Le gisement de batteries usagées liées à la mobilité électrique sera en forte augmentation dans les années à venir. En effet, après 10 à 15 ans d’utilisation, ces batteries ne seront plus utilisables pour de la mobilité du fait d’une perte de capacité qui diminue fortement l’autonomie. Cependant, elles auront encore une capacité résiduelle significative (généralement supérieure à 70%), leur permettant d’être préparées pour une seconde vie, pour un même usage ou un usage différent notamment en stockage d’énergie stationnaire. La filière de seconde vie est donc en cours de structuration en Europe.

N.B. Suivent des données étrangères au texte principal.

//! Fetch client
//!
//! [`Poteto`] is the value callers hold in place of a global fetch: it
//! serves `file:` addresses from the engine and hands every other address
//! to an injected [`NativeFetch`].

use std::path::PathBuf;

use async_trait::async_trait;
use hyper::header;
use hyper::{Method, Response};
use reqwest::redirect::Policy;
use reqwest::Client;
use url::Url;

use crate::body::Body;
use crate::config::Config;
use crate::error::Error;
use crate::handler::Engine;
use crate::http::response::build_response;
use crate::integrity;
use crate::request::{abortable, FetchRequest, RedirectPolicy, RequestInit, Resource, ResourceRef};

/// The real-network fetch that non-local addresses are forwarded to
#[async_trait]
pub trait NativeFetch: Send + Sync {
    /// `request.url` is absolute by the time it gets here
    async fn fetch(&self, request: FetchRequest) -> Result<Response<Body>, Error>;
}

/// [`NativeFetch`] backed by reqwest
#[derive(Debug, Clone)]
pub struct ReqwestFetch {
    follow: Client,
    manual: Client,
}

impl ReqwestFetch {
    pub fn new() -> Result<Self, Error> {
        Ok(Self {
            follow: Client::builder().build()?,
            manual: Client::builder().redirect(Policy::none()).build()?,
        })
    }
}

#[async_trait]
impl NativeFetch for ReqwestFetch {
    async fn fetch(&self, request: FetchRequest) -> Result<Response<Body>, Error> {
        let FetchRequest {
            url,
            method,
            headers,
            body,
            integrity: token,
            redirect,
            signal,
        } = request;

        let method = Method::from_bytes(method.as_str().as_bytes()).map_err(|_| {
            Error::InvalidMethod {
                method: method.to_string(),
            }
        })?;
        let target = Url::parse(&url)?;
        let client = match redirect {
            RedirectPolicy::Follow => &self.follow,
            RedirectPolicy::Error | RedirectPolicy::Manual => &self.manual,
        };

        let mut builder = client.request(method, target).headers(headers);
        if !body.is_absent() {
            builder = builder.body(body.bytes().await.map_err(Error::BodyStream)?);
        }

        abortable(signal.as_ref(), async {
            let response = builder.send().await?;
            let status = response.status();

            if redirect == RedirectPolicy::Error && status.is_redirection() {
                let location = response
                    .headers()
                    .get(header::LOCATION)
                    .and_then(|v| v.to_str().ok())
                    .unwrap_or_default()
                    .to_string();
                return Err(Error::Redirect {
                    link: url.clone(),
                    target: location,
                });
            }

            let headers = response.headers().clone();
            let data = response.bytes().await?;
            let data = integrity::validate(token.as_deref(), &[data])?;
            Ok::<_, Error>(build_response(status, headers, Body::Full(data)))
        })
        .await
    }
}

/// Where relative addresses are resolved from
#[derive(Debug, Clone)]
enum BaseDir {
    Fixed(PathBuf),
    /// The process's current directory at call time
    Current,
}

/// Fetch client: local files through the engine, the rest delegated
pub struct Poteto<N = ReqwestFetch> {
    engine: Engine,
    native: N,
    base: BaseDir,
}

impl Poteto<ReqwestFetch> {
    pub fn new(config: &Config) -> Result<Self, Error> {
        Self::with_native(config, ReqwestFetch::new()?)
    }
}

impl<N: NativeFetch> Poteto<N> {
    pub fn with_native(config: &Config, native: N) -> Result<Self, Error> {
        let base = if config.engine.persist_cwd {
            BaseDir::Fixed(std::env::current_dir().map_err(Error::WorkingDirectory)?)
        } else {
            BaseDir::Current
        };
        Ok(Self {
            engine: Engine::new(config),
            native,
            base,
        })
    }

    /// Pin relative addresses to `dir`
    #[must_use]
    pub fn with_base_dir(mut self, dir: impl Into<PathBuf>) -> Self {
        self.base = BaseDir::Fixed(dir.into());
        self
    }

    pub const fn engine(&self) -> &Engine {
        &self.engine
    }

    /// Resolve an address against the base directory
    ///
    /// `name`, `./name`, `file:name` and `file:///abs/name` are all accepted;
    /// addresses with another scheme come back unchanged.
    pub fn resolve(&self, address: &str) -> Result<Url, Error> {
        let dir = match &self.base {
            BaseDir::Fixed(dir) => dir.clone(),
            BaseDir::Current => std::env::current_dir().map_err(Error::WorkingDirectory)?,
        };
        let base = Url::from_directory_path(&dir).map_err(|()| Error::InvalidUrl {
            message: format!("base directory {} is not absolute", dir.display()),
        })?;
        Ok(base.join(address)?)
    }

    /// Build a request from `resource` and `init` and run it
    pub async fn fetch(
        &self,
        resource: impl Into<Resource> + Send,
        init: RequestInit,
    ) -> Result<Response<Body>, Error> {
        let mut request = FetchRequest::new(resource, init)?;
        let url = self.resolve(&request.url)?;

        if let Some(local) = ResourceRef::from_url(url.clone())? {
            return self.engine.execute(&local, request).await;
        }
        request.url = url.into();
        self.native.fetch(request).await
    }
}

L’étude fait ainsi le point sur les dispositions réglementaires actuelles et prévues dans le cadre du Règlement européen Batteries. Elle présente ensuite une estimation du gisement total de batteries de mobilité en fin de vie et du gisement pouvant faire l’objet d’une seconde vie entre 2025 et 2040. L’étude décrit également le panorama des initiatives de seconde vie en Europe. Cinq d’entre-elles sont analysées plus en détail afin d’en comprendre les conditions techniques et organisationnelles. Une analyse transversale permet d’identifier les points communs et différences notamment en matière de stratégie industrielle ou de critères permettant de juger du caractère réutilisable de la batterie. L’étude conclut sur les points d’attention en matière de pertinence environnementale et économique de la seconde vie. Puis elle dégage les freins et leviers afin de favoriser cette seconde vie.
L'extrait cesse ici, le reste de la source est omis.